When taking a portrait photo, light ratios determine the look and mood of our portraits. A light ratio is the difference between the amount of light coming from one source, in relation to another light source. Usually in portrait photography, we work with two light sources, namely natural light and artificial light.
Natural light comes from the sun, while artificial light can come from any other light source, eg. speedlights, studio strobes, street lamps, chandeliers, and so on.
Note that the term ‘available light’ is commonly used to refer to natural light, but in practice it can also mean any light that is available without the photographer introducing additional lighting, which makes ‘available light’ include any other artificial light like street lamps.
Light ratios can also be applied to landscape photography, as described in my earlier article, Light Ratios for Landscapes.
Light Ratio 1 (High Key)
Background: High / Subject: Low
This is referred to as a high-key shot, and can be achieved using either natural light or artificial light. This type of shot requires the amount of light on the background to be at least 2 stops more than that which is falling on the subject.
To achieve this with natural light, simply place your subject in a shaded area on a bright sunny day. Overcast days are fine too, if you can find a shaded area that is dark enough. The trick is the light ratio between subject and background.
Example of a high-key shot with natural light:
With artificial light, you can do this in a room or studio, using speedlights or studio strobes. If you can ensure that the amount of light on your subject is 2 stops less than the amount of light hitting the background, you will get a nice clean white background.
Example of a high-key shot with artificial light (top half):
Light Ratio 2 (Low Key)
Background: Low / Subject: High
This would be the low-key shot, where the background is typically darker than your subject. The light ratio is the reverse of what a high-key shot would use, which means that the amount of light on the background is less than that which is falling on the subject.

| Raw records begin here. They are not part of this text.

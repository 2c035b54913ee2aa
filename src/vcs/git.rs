//! libgit2-backed repository access.
//!
//! `git2::Repository` is not `Sync`, so [`GitRepository`] only keeps the work
//! directory and opens a fresh handle per operation.

use super::{BranchInfo, CommitSummary, FileChange, Repository, RepositoryStatus};
use crate::diff::decode_lossy;
use crate::errors::{GitwizardError, Result};
use chrono::{TimeZone, Utc};
use git2::{BranchType, DiffOptions, ErrorCode, Oid, Sort, Status, StatusOptions};
use std::path::{Path, PathBuf};
use tracing::debug;

const SHORT_ID_LEN: usize = 8;

pub struct GitRepository {
    workdir: PathBuf,
}

impl GitRepository {
    /// Open a repository, discovering the root from any subdirectory.
    pub fn open(path: &Path) -> Result<Self> {
        let repo = git2::Repository::discover(path)?;
        let workdir = repo
            .workdir()
            .ok_or_else(|| GitwizardError::Unsupported("bare repositories".to_string()))?
            .to_path_buf();
        debug!("opened git repository at {}", workdir.display());
        Ok(Self { workdir })
    }

    fn open_repo(&self) -> Result<git2::Repository> {
        Ok(git2::Repository::open(&self.workdir)?)
    }
}

fn resolve_commit<'r>(repo: &'r git2::Repository, revision: Option<&str>) -> Result<git2::Commit<'r>> {
    let commit = match revision {
        Some(rev) => repo.revparse_single(rev)?.peel_to_commit()?,
        None => repo.head()?.peel_to_commit()?,
    };
    Ok(commit)
}

/// HEAD's commit, or `None` before the first commit.
fn head_commit(repo: &git2::Repository) -> Result<Option<git2::Commit<'_>>> {
    match repo.head() {
        Ok(head) => Ok(Some(head.peel_to_commit()?)),
        Err(e) if matches!(e.code(), ErrorCode::UnbornBranch | ErrorCode::NotFound) => Ok(None),
        Err(e) => Err(e.into()),
    }
}

/// Branch HEAD points at, even when it has no commits yet.
fn current_branch(repo: &git2::Repository) -> Result<Option<String>> {
    let head = repo.find_reference("HEAD")?;
    Ok(head
        .symbolic_target()
        .and_then(|target| target.strip_prefix("refs/heads/"))
        .map(String::from))
}

fn commit_summary(commit: &git2::Commit<'_>) -> CommitSummary {
    let id = commit.id().to_string();
    let short_id = id[..SHORT_ID_LEN].to_string();
    let message = String::from_utf8_lossy(commit.message_bytes());
    CommitSummary {
        id,
        short_id,
        author: String::from_utf8_lossy(commit.author().name_bytes()).into_owned(),
        date: Utc.timestamp_opt(commit.time().seconds(), 0).single(),
        summary: message.lines().next().unwrap_or_default().to_string(),
    }
}

fn lossy_path(bytes: &[u8]) -> PathBuf {
    PathBuf::from(String::from_utf8_lossy(bytes).into_owned())
}

fn blob_text(repo: &git2::Repository, id: Oid) -> Result<String> {
    if id.is_zero() {
        return Ok(String::new());
    }
    let blob = repo.find_blob(id)?;
    Ok(decode_lossy(blob.content()))
}

impl Repository for GitRepository {
    fn workdir(&self) -> &Path {
        &self.workdir
    }

    fn list_tracked_files(&self) -> Result<Vec<PathBuf>> {
        let repo = self.open_repo()?;
        let index = repo.index()?;
        let files = index
            .iter()
            .map(|entry| lossy_path(&entry.path))
            .collect();
        Ok(files)
    }

    fn file_diff(&self, revision: Option<&str>, path: Option<&Path>) -> Result<Vec<FileChange>> {
        let repo = self.open_repo()?;
        let commit = resolve_commit(&repo, revision)?;
        let new_tree = commit.tree()?;
        let old_tree = match commit.parent_count() {
            0 => None,
            _ => Some(commit.parent(0)?.tree()?),
        };

        let mut options = DiffOptions::new();
        if let Some(path) = path {
            options.pathspec(path);
        }
        let diff = repo.diff_tree_to_tree(old_tree.as_ref(), Some(&new_tree), Some(&mut options))?;

        let mut changes = Vec::new();
        for delta in diff.deltas() {
            let old_file = delta.old_file();
            let new_file = delta.new_file();
            changes.push(FileChange {
                old_path: (!old_file.id().is_zero())
                    .then(|| old_file.path().map(Path::to_path_buf))
                    .flatten(),
                new_path: (!new_file.id().is_zero())
                    .then(|| new_file.path().map(Path::to_path_buf))
                    .flatten(),
                old_content: blob_text(&repo, old_file.id())?,
                new_content: blob_text(&repo, new_file.id())?,
            });
        }

        debug!(
            commit = %commit.id(),
            changes = changes.len(),
            "materialized revision diff"
        );
        Ok(changes)
    }

    fn history(&self, limit: Option<usize>) -> Result<Vec<CommitSummary>> {
        let repo = self.open_repo()?;
        if head_commit(&repo)?.is_none() {
            return Ok(Vec::new());
        }

        let mut revwalk = repo.revwalk()?;
        revwalk.push_head()?;
        revwalk.set_sorting(Sort::TOPOLOGICAL | Sort::TIME)?;

        let mut commits = Vec::new();
        for oid in revwalk.take(limit.unwrap_or(usize::MAX)) {
            let commit = repo.find_commit(oid?)?;
            commits.push(commit_summary(&commit));
        }
        debug!(commits = commits.len(), "walked history");
        Ok(commits)
    }

    fn branches(&self) -> Result<Vec<BranchInfo>> {
        let repo = self.open_repo()?;
        let mut branches = Vec::new();
        for entry in repo.branches(Some(BranchType::Local))? {
            let (branch, _) = entry?;
            branches.push(BranchInfo {
                name: String::from_utf8_lossy(branch.name_bytes()?).into_owned(),
                is_head: branch.is_head(),
            });
        }
        branches.sort_by(|a, b| a.name.cmp(&b.name));
        Ok(branches)
    }

    fn status(&self) -> Result<RepositoryStatus> {
        let repo = self.open_repo()?;
        let mut status = RepositoryStatus {
            branch: current_branch(&repo)?,
            last_commit: head_commit(&repo)?.as_ref().map(commit_summary),
            ..RepositoryStatus::default()
        };

        let staged = Status::INDEX_NEW
            | Status::INDEX_MODIFIED
            | Status::INDEX_DELETED
            | Status::INDEX_RENAMED
            | Status::INDEX_TYPECHANGE;
        let unstaged = Status::WT_MODIFIED
            | Status::WT_DELETED
            | Status::WT_RENAMED
            | Status::WT_TYPECHANGE;

        let mut options = StatusOptions::new();
        options
            .include_untracked(true)
            .recurse_untracked_dirs(true)
            .include_ignored(false);
        for entry in repo.statuses(Some(&mut options))?.iter() {
            let path = lossy_path(entry.path_bytes());
            let flags = entry.status();
            if flags.contains(Status::WT_NEW) {
                status.untracked.push(path);
                continue;
            }
            if flags.intersects(staged) {
                status.staged.push(path.clone());
            }
            if flags.intersects(unstaged) {
                status.modified.push(path);
            }
        }

        status.staged.sort();
        status.modified.sort();
        status.untracked.sort();
        debug!(
            staged = status.staged.len(),
            modified = status.modified.len(),
            untracked = status.untracked.len(),
            "read working tree status"
        );
        Ok(status)
    }
}

#[cfg(test)]
mod tests {
    use super::*;
    use std::fs;
    use tempfile::TempDir;

    fn commit_files(repo: &git2::Repository, files: &[(&str, &str)], message: &str) {
        let workdir = repo.workdir().unwrap().to_path_buf();
        let mut index = repo.index().unwrap();
        for (name, content) in files {
            let path = workdir.join(name);
            fs::create_dir_all(path.parent().unwrap()).unwrap();
            fs::write(&path, content).unwrap();
            index.add_path(Path::new(name)).unwrap();
        }
        index.write().unwrap();
        let tree = repo.find_tree(index.write_tree().unwrap()).unwrap();
        let sig = git2::Signature::now("Test User", "test@test.com").unwrap();
        let parent = repo.head().ok().and_then(|h| h.peel_to_commit().ok());
        let parents: Vec<&git2::Commit> = parent.iter().collect();
        repo.commit(Some("HEAD"), &sig, &sig, message, &tree, &parents)
            .unwrap();
    }

    fn create_test_repo() -> (TempDir, GitRepository) {
        let dir = TempDir::new().unwrap();
        let repo = git2::Repository::init(dir.path()).unwrap();
        commit_files(&repo, &[("app.py", "a\nb\nc\n"), ("lib/util.c", "int x;\n")], "initial");
        commit_files(&repo, &[("app.py", "a\nB\nc\nd\n")], "edit app");
        let git = GitRepository::open(dir.path()).unwrap();
        (dir, git)
    }

    #[test]
    fn test_discover_from_subdirectory() {
        let (dir, _) = create_test_repo();
        let nested = GitRepository::open(&dir.path().join("lib")).unwrap();
        assert!(nested.workdir().join("app.py").exists());
    }

    #[test]
    fn test_open_non_git_dir_fails() {
        let dir = TempDir::new().unwrap();
        assert!(GitRepository::open(dir.path()).is_err());
    }

    #[test]
    fn test_list_tracked_files_sorted() {
        let (_dir, git) = create_test_repo();
        assert_eq!(
            git.list_tracked_files().unwrap(),
            vec![PathBuf::from("app.py"), PathBuf::from("lib/util.c")]
        );
    }

    #[test]
    fn test_head_diff_against_parent() {
        let (_dir, git) = create_test_repo();
        let changes = git.file_diff(None, None).unwrap();
        assert_eq!(changes.len(), 1);
        assert_eq!(changes[0].display_path(), Some(Path::new("app.py")));
        assert_eq!(changes[0].old_content, "a\nb\nc\n");
        assert_eq!(changes[0].new_content, "a\nB\nc\nd\n");
    }

    #[test]
    fn test_root_commit_diffs_against_empty_tree() {
        let (_dir, git) = create_test_repo();
        let changes = git.file_diff(Some("HEAD~1"), None).unwrap();
        assert_eq!(changes.len(), 2);
        assert!(changes.iter().all(|c| c.old_path.is_none() && c.old_content.is_empty()));
    }

    #[test]
    fn test_pathspec_restricts_diff() {
        let (_dir, git) = create_test_repo();
        let changes = git
            .file_diff(Some("HEAD~1"), Some(Path::new("lib/util.c")))
            .unwrap();
        assert_eq!(changes.len(), 1);
        assert_eq!(changes[0].new_content, "int x;\n");
    }

    #[test]
    fn test_history_newest_first_with_limit() {
        let (_dir, git) = create_test_repo();
        let history = git.history(None).unwrap();
        let summaries: Vec<_> = history.iter().map(|c| c.summary.as_str()).collect();
        assert_eq!(summaries, vec!["edit app", "initial"]);
        assert_eq!(history[0].author, "Test User");
        assert_eq!(history[0].short_id.len(), 8);
        assert!(history[0].id.starts_with(&history[0].short_id));
        assert!(history[0].date.is_some());

        assert_eq!(git.history(Some(1)).unwrap().len(), 1);
    }

    #[test]
    fn test_multiline_message_keeps_first_line() {
        let (dir, _) = create_test_repo();
        let repo = git2::Repository::open(dir.path()).unwrap();
        commit_files(&repo, &[("notes.txt", "n\n")], "subject\n\nbody text");
        let git = GitRepository::open(dir.path()).unwrap();
        assert_eq!(git.history(Some(1)).unwrap()[0].summary, "subject");
    }

    #[test]
    fn test_empty_repository_has_no_history() {
        let dir = TempDir::new().unwrap();
        git2::Repository::init(dir.path()).unwrap();
        let git = GitRepository::open(dir.path()).unwrap();

        assert!(git.history(None).unwrap().is_empty());
        let status = git.status().unwrap();
        assert!(status.branch.is_some());
        assert!(status.last_commit.is_none());
    }

    #[test]
    fn test_branches_sorted_with_head_marked() {
        let (dir, git) = create_test_repo();
        let repo = git2::Repository::open(dir.path()).unwrap();
        let head = repo.head().unwrap().peel_to_commit().unwrap();
        repo.branch("aaa-feature", &head, false).unwrap();
        let head_name = repo.head().unwrap().shorthand().unwrap().to_string();

        let branches = git.branches().unwrap();
        let names: Vec<_> = branches.iter().map(|b| b.name.as_str()).collect();
        assert_eq!(names, vec!["aaa-feature", head_name.as_str()]);
        assert!(!branches[0].is_head);
        assert!(branches[1].is_head);
    }

    #[test]
    fn test_status_separates_staged_modified_and_untracked() {
        let (dir, git) = create_test_repo();
        let repo = git2::Repository::open(dir.path()).unwrap();
        fs::write(dir.path().join("app.py"), "changed\n").unwrap();
        fs::write(dir.path().join("scratch.txt"), "tmp\n").unwrap();
        fs::write(dir.path().join("lib/new.c"), "int y;\n").unwrap();
        let mut index = repo.index().unwrap();
        index.add_path(Path::new("lib/new.c")).unwrap();
        index.write().unwrap();

        let status = git.status().unwrap();
        assert_eq!(status.staged, vec![PathBuf::from("lib/new.c")]);
        assert_eq!(status.modified, vec![PathBuf::from("app.py")]);
        assert_eq!(status.untracked, vec![PathBuf::from("scratch.txt")]);
        assert!(status.is_dirty());
        assert_eq!(status.last_commit.unwrap().summary, "edit app");
    }

    #[test]
    fn test_clean_checkout_is_not_dirty() {
        let (_dir, git) = create_test_repo();
        let status = git.status().unwrap();
        assert!(!status.is_dirty());
        assert!(status.untracked.is_empty());
    }

    #[test]
    fn test_unknown_revision_is_repository_error() {
        let (_dir, git) = create_test_repo();
        let err = git.file_diff(Some("no-such-rev"), None).unwrap_err();
        assert!(matches!(err, GitwizardError::Repository(_)));
    }
}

Using natural light, a possible scenario would be a darkened room with a narrow shaft of light coming in from a small window. The more focused the light, the bigger the difference in the light ratio. Focused light coming into a window would happen in the morning or evening, depending on which direction your window is facing. A west-facing window will have the highest concentration of light in the evening, while an east-facing window will have the highest concentration of light in the morning.
Example of a low-key shot with natural light:
With artificial light, a low-key shot is achieved with using the correct balance of ambient light and speedlights (or another type of light if you wish). The trick is to keep the ambient light low, and the speedlight output higher than the ambient.